Now, there’s more I’d share with you from these meetings; but ‘years ago’, MHI instituted a gag restriction on news reporters and journalists of all stripes – for good reason at the time. Remember ‘YKW’? Personally, I’d like to see MHI ameliorate those restrictions on press privilege. Had that been the case now, I could – and would, have lengthened this part of the blog posting by
• pointing out an oversight relative to institute’s new Purpose Statement – besides the fact that ‘what we do’ (i.e. manufactured housing) is not even mentioned in it!
• how No Mention was made of CrossMod™ housing being a ‘no starter’ during year 2019 – and question ‘where it is’ this far into year 2020. A finance or design problem?
• some of the naïve commentary couched in the DuckerFrontier ‘Community Cost-Benefit Analysis’ as presented to the National Communities Council division during their meeting on 7 October 2020.
As it stands now, my writing, as an historian for the manufactured housing industry and land lease community realty asset class, is at a near standstill.
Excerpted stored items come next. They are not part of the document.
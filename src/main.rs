//! Spike Bounce entry point
//!
//! Handles platform-specific initialization and runs the game loop.

#[cfg(target_arch = "wasm32")]
use wasm_bindgen::prelude::*;

#[cfg(target_arch = "wasm32")]
mod wasm_game {
    use std::cell::RefCell;
    use std::rc::Rc;
    use wasm_bindgen::prelude::*;
    use web_sys::{HtmlCanvasElement, KeyboardEvent, MouseEvent, TouchEvent};

    use spike_bounce::driver::KeyAction;
    use spike_bounce::renderer::CanvasTarget;
    use spike_bounce::sim::{GameState, on_jump_requested};
    use spike_bounce::{Driver, GameConfig};

    /// Game instance holding all state
    struct Game {
        state: GameState,
        driver: Driver,
        target: CanvasTarget,
        last_time: f64,
        last_best: u32,
    }

    impl Game {
        fn frame(&mut self, time: f64) {
            let elapsed = if self.last_time > 0.0 {
                time - self.last_time
            } else {
                self.driver.interval_ms()
            };
            self.last_time = time;

            if let Err(e) = self.driver.pump(&mut self.state, elapsed, &mut self.target) {
                log::warn!("Render error: {:?}", e);
            }

            if self.state.best_score > self.last_best {
                self.last_best = self.state.best_score;
                log::info!("New session best: {}", self.last_best);
            }
        }
    }

    pub fn run() -> Result<(), JsValue> {
        console_error_panic_hook::set_once();
        console_log::init_with_level(log::Level::Info)
            .map_err(|e| JsValue::from_str(&e.to_string()))?;

        log::info!("Spike Bounce starting...");

        let window = web_sys::window().ok_or_else(|| JsValue::from_str("no window"))?;
        let document = window
            .document()
            .ok_or_else(|| JsValue::from_str("no document"))?;

        let canvas: HtmlCanvasElement = document
            .get_element_by_id("canvas")
            .ok_or_else(|| JsValue::from_str("no canvas"))?
            .dyn_into()?;

        let config = GameConfig::load();
        canvas.set_width(config.canvas_width as u32);
        canvas.set_height(config.canvas_height as u32);

        let seed = config.seed.unwrap_or_else(|| js_sys::Date::now() as u64);
        let state = GameState::new(config, seed);
        let driver = Driver::for_state(&state);
        let target = CanvasTarget::new(canvas.clone())?;

        log::info!("Game initialized with seed: {}", seed);

        let game = Rc::new(RefCell::new(Game {
            state,
            driver,
            target,
            last_time: 0.0,
            last_best: 0,
        }));

        setup_input_handlers(&canvas, game.clone())?;
        request_animation_frame(game);

        log::info!("Spike Bounce running!");
        Ok(())
    }

    fn setup_input_handlers(canvas: &HtmlCanvasElement, game: Rc<RefCell<Game>>) -> Result<(), JsValue> {
        let window = web_sys::window().ok_or_else(|| JsValue::from_str("no window"))?;

        // Mouse press - jump
        {
            let game = game.clone();
            let closure = Closure::<dyn FnMut(_)>::new(move |_event: MouseEvent| {
                on_jump_requested(&mut game.borrow_mut().state);
            });
            window.add_event_listener_with_callback("mousedown", closure.as_ref().unchecked_ref())?;
            closure.forget();
        }

        // Touch start - jump
        {
            let game = game.clone();
            let closure = Closure::<dyn FnMut(_)>::new(move |event: TouchEvent| {
                event.prevent_default();
                on_jump_requested(&mut game.borrow_mut().state);
            });
            canvas.add_event_listener_with_callback("touchstart", closure.as_ref().unchecked_ref())?;
            closure.forget();
        }

        // Keyboard
        {
            let closure = Closure::<dyn FnMut(_)>::new(move |event: KeyboardEvent| {
                let Some(action) = KeyAction::from_key(&event.key()) else {
                    return;
                };
                if action.prevents_default() {
                    event.prevent_default();
                }
                let mut g = game.borrow_mut();
                match action {
                    KeyAction::Jump => on_jump_requested(&mut g.state),
                    KeyAction::ToggleIdle => {
                        g.driver.idle_mode = !g.driver.idle_mode;
                        log::info!("Idle mode: {}", g.driver.idle_mode);
                    }
                }
            });
            window.add_event_listener_with_callback("keydown", closure.as_ref().unchecked_ref())?;
            closure.forget();
        }

        Ok(())
    }

    fn request_animation_frame(game: Rc<RefCell<Game>>) {
        let Some(window) = web_sys::window() else {
            log::error!("No window for animation frame");
            return;
        };
        let closure = Closure::once(move |time: f64| {
            game_loop(game, time);
        });
        let _ = window.request_animation_frame(closure.as_ref().unchecked_ref());
        closure.forget();
    }

    fn game_loop(game: Rc<RefCell<Game>>, time: f64) {
        game.borrow_mut().frame(time);
        request_animation_frame(game);
    }
}

#[cfg(target_arch = "wasm32")]
#[wasm_bindgen(start)]
pub fn wasm_main() -> Result<(), JsValue> {
    wasm_game::run()
}

#[cfg(target_arch = "wasm32")]
fn main() {
    // WASM entry point is wasm_main, this is just to satisfy the compiler
}

#[cfg(not(target_arch = "wasm32"))]
fn main() {
    use spike_bounce::renderer::DrawList;
    use spike_bounce::{Driver, GameConfig, GameState};

    /// Headless demo length (one minute of game time)
    const DEMO_TICKS: u64 = 60 * 60;

    env_logger::init();
    log::info!("Spike Bounce (native) starting...");
    log::info!("Native mode is headless - serve the wasm build for the playable version");

    let config = GameConfig::load();
    let seed = config.seed.unwrap_or_else(|| {
        std::time::SystemTime::now()
            .duration_since(std::time::UNIX_EPOCH)
            .map(|d| d.as_millis() as u64)
            .unwrap_or(0)
    });
    let mut state = GameState::new(config, seed);
    let mut driver = Driver::for_state(&state);
    driver.idle_mode = true;
    let mut frame = DrawList::default();

    log::info!("Autopilot run with seed {} for {} ticks", seed, DEMO_TICKS);

    let interval = driver.interval_ms();
    let mut bounces = 0u32;
    while state.time_ticks < DEMO_TICKS {
        let Ok(report) = driver.pump(&mut state, interval, &mut frame);
        bounces += report.bounces;
    }

    println!(
        "ticks: {}  bounces: {}  deaths: {}  best score: {}  current score: {}",
        state.time_ticks,
        bounces,
        state.deaths,
        state.best_score.max(state.score),
        state.score
    );
    log::info!("Last frame had {} draw calls", frame.calls.len());
}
Is that what we want or need?
A Not-So-Rhetorical Question
One well-known portfolio owner/operator of land lease communities ordered two identical manufactured homes from the same factory, destined for the same location, with delivery three months apart. Second home arrived with invoice pricing nine percent (9%) higher than the first home. WHY?
According to the home’s HUD-Code manufacturer, it was due to drastic increase in lumber cost. And this might well be true. But it sure doesn’t make our unique HUD-Code housing product any more affordable, let alone attainable, by our traditional markets of the ‘newly wed & nearly dead’.